Discussion in 'Journalism topics only' started by Dick Whitman, Jun 20, 2013.

  1. hondo

    hondo Well-Known Member

    I think the type of snobs NYT editors hob knob with at New York cocktail parties and such are the type who would think Amy Winehouse is more high brow and culturally more intellectual than James Gandolfini.
     
  2. Versatile

    Versatile Active Member

    It's a really bad comparison. Jerry Garcia could have made much more Grateful Dead music.
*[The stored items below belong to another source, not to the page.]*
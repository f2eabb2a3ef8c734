//! Endpoints: a protocol's view of a connected peer portal.
//!
//! A connection between two portals ("link") is a pair of rendezvous pipes
//! plus a link close signal. Each side gets an [`Endpoint`] describing the
//! *other* side. An endpoint is done when the link is closed, when the local
//! portal closes, or when the remote portal closes, whichever comes first.

use crate::id::PortalId;
use crate::message::Message;
use crate::protocol::Signature;
use crate::signal::Signal;

use flume::{Receiver, Sender};
use futures::FutureExt;
use std::fmt;

/// Identity, signature and lifetime of one side of a link.
#[derive(Debug, Clone)]
pub struct PeerInfo {
    pub id: PortalId,
    pub signature: Signature,
    pub done: Signal,
}

/// Handle to a remote peer portal.
#[derive(Clone)]
pub struct Endpoint {
    id: PortalId,
    signature: Signature,
    outbound: Sender<Message>,
    inbound: Receiver<Message>,
    link: Signal,
    local: Signal,
    remote: Signal,
}

impl Endpoint {
    /// Build both views of a new link between `local` and `remote`.
    ///
    /// Returns `(local view, remote view)`: the first leads to `remote` and is
    /// used by `local`'s protocol, the second mirrors it for `remote`.
    pub fn link(local: &PeerInfo, remote: &PeerInfo) -> (Self, Self) {
        let (to_remote_tx, to_remote_rx) = flume::bounded(0);
        let (to_local_tx, to_local_rx) = flume::bounded(0);
        let link = Signal::new();

        let local_view = Self {
            id: remote.id,
            signature: remote.signature,
            outbound: to_remote_tx,
            inbound: to_local_rx,
            link: link.clone(),
            local: local.done.clone(),
            remote: remote.done.clone(),
        };
        let remote_view = Self {
            id: local.id,
            signature: local.signature,
            outbound: to_local_tx,
            inbound: to_remote_rx,
            link,
            local: remote.done.clone(),
            remote: local.done.clone(),
        };
        (local_view, remote_view)
    }

    /// Id of the remote portal.
    pub fn id(&self) -> PortalId {
        self.id
    }

    /// Signature of the remote portal's protocol.
    pub fn signature(&self) -> Signature {
        self.signature
    }

    /// Whether both handles belong to the same link.
    pub fn same_link(&self, other: &Self) -> bool {
        self.link.same_as(&other.link)
    }

    /// Tear the link down. Never blocks; both sides observe it.
    pub fn close(&self) -> bool {
        self.link.close()
    }

    pub fn is_done(&self) -> bool {
        self.link.is_closed() || self.local.is_closed() || self.remote.is_closed()
    }

    /// Whether the remote portal itself has closed.
    pub fn remote_closed(&self) -> bool {
        self.remote.is_closed()
    }

    pub async fn done(&self) {
        futures::select! {
            _ = self.link.done().fuse() => {},
            _ = self.local.done().fuse() => {},
            _ = self.remote.done().fuse() => {},
        }
    }

    /// Hand `msg` to the peer, waiting until it is taken.
    ///
    /// Returns `false` when the endpoint is done first; `msg` is freed then.
    pub async fn notify(&self, msg: Message) -> bool {
        if self.is_done() {
            return false;
        }
        futures::select! {
            sent = self.outbound.send_async(msg).fuse() => sent.is_ok(),
            _ = self.done().fuse() => false,
        }
    }

    /// Wait for the peer's next message, or `None` once the endpoint is done.
    pub async fn announce(&self) -> Option<Message> {
        if self.is_done() {
            return None;
        }
        futures::select! {
            msg = self.inbound.recv_async().fuse() => msg.ok(),
            _ = self.done().fuse() => None,
        }
    }
}

impl fmt::Debug for Endpoint {
    fn fmt(&self, f: &mut fmt::Formatter<'_>) -> fmt::Result {
        f.debug_struct("Endpoint")
            .field("id", &self.id)
            .field("peer", &self.signature.name)
            .field("done", &self.is_done())
            .finish()
    }
}

/// Endpoint registered in a `Neighborhood`, with its own halt signal.
///
/// `Neighborhood::drop_peer` closes the halt, which stops every pump serving
/// this peer without touching the link itself.
#[derive(Clone)]
pub struct PeerEndpoint {
    endpoint: Endpoint,
    halt: Signal,
}

impl PeerEndpoint {
    pub fn new(endpoint: Endpoint) -> Self {
        Self {
            endpoint,
            halt: Signal::new(),
        }
    }

    pub fn id(&self) -> PortalId {
        self.endpoint.id()
    }

    pub fn endpoint(&self) -> &Endpoint {
        &self.endpoint
    }

    pub fn is_done(&self) -> bool {
        self.halt.is_closed() || self.endpoint.is_done()
    }

    pub async fn done(&self) {
        futures::select! {
            _ = self.halt.done().fuse() => {},
            _ = self.endpoint.done().fuse() => {},
        }
    }

    /// Close the halt signal.
    ///
    /// # Panics
    ///
    /// Panics if the peer was already closed.
    pub fn close(&self) {
        if !self.halt.close() {
            panic!("peer endpoint {} closed twice", self.id());
        }
    }

    pub async fn notify(&self, msg: Message) -> bool {
        if self.is_done() {
            return false;
        }
        futures::select! {
            sent = self.endpoint.notify(msg).fuse() => sent,
            _ = self.halt.done().fuse() => false,
        }
    }

    pub async fn announce(&self) -> Option<Message> {
        if self.is_done() {
            return None;
        }
        futures::select! {
            msg = self.endpoint.announce().fuse() => msg,
            _ = self.halt.done().fuse() => None,
        }
    }
}

impl fmt::Debug for PeerEndpoint {
    fn fmt(&self, f: &mut fmt::Formatter<'_>) -> fmt::Result {
        f.debug_struct("PeerEndpoint")
            .field("endpoint", &self.endpoint)
            .field("halted", &self.halt.is_closed())
            .finish()
    }
}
James Gandolfini was done as Tony Soprano.
     
    Last edited by a moderator: Dec 15, 2014
  3. H.L. Mencken

    H.L. Mencken Member

    The New York Times once said that The Sopranos ""just may be the greatest work of American popular culture of the last quarter century."

    http://www.nytimes.com/1999/06/06/movies/television-radio-sympathetic-brutes-in-a-pop-masterpiece.html?pagewanted=all&src=pm

    But, ya know, dooley_womack1 thinks putting Gandolfini on 1A would make it Entertainment Weekly. Gotcha. A true culture maven, that one.
     
  4. Versatile

    Versatile Active Member

    That was in response to Songbird's suggestion that the Times might run an A1 centerpiece on Sunday.

    Arguing any point here these days is akin to slamming your head against a brick wall.
     
  5. dooley_womack1

    dooley_womack1 Well-Known Member

    Mencky Jimy's knowledge of me is somewhat deficient, methinks.
     
  6. dooley_womack1

    dooley_womack1 Well-Known Member

    And of course, declarations made in 1999 are forever binding.
     
  7. LongTimeListener

    LongTimeListener Well-Known Member

    The Sopranos (and the Wire) have gotten to be those topics where people argue about who loves them harder.
     
  8. dooley_womack1

    dooley_womack1 Well-Known Member

    When Deadwood star Ian McShane dies, Khartoum will go postal if that doesn't go A1
     
  9. Knighthawk

    Knighthawk Member

    Tony Soprano may have begat Don Draper - I don't see that as a compliment, but I know it is meant as one - but can we please stop pretending that The Sopranos was some kind of ground-breaking achievement in the art of storytelling? It was a great show that followed in the footsteps of great novels and movies about the Mafia (as well as the real Mafia) and had a main character with some interesting character flaws.

    The show was fantastic, but if Gandolfini had died at 81 instead of 51, no one would have even blinked about him being on A19. Tony Soprano is fresher in our minds than J.R. Ewing, so his importance hasn't had time to settle with age.
     
  10. Versatile

    Versatile Active Member

    Stepping back for a second, do we give readers what we think they want or what we think they need in news decisions? The New York Times' editors long have been unflinching in making news decisions based on the latter.
     
  11. Jake_Taylor

    Jake_Taylor Well-Known Member

    Between Deadwood and Justified every newspaper in the country ought to just run a full page photo of Timothy Olyphant with "May 20, 1968 - Fill In the Date Here" on A1 whenever he dies. :D
     
  12. Johnny Dangerously

    Johnny Dangerously Well-Known Member

    See, I read that line in that piece and think Stephen Holden of The New York Times once wrote that. But I'm honest enough to say I can't prove he wasn't speaking on behalf of The New York Times editorial board.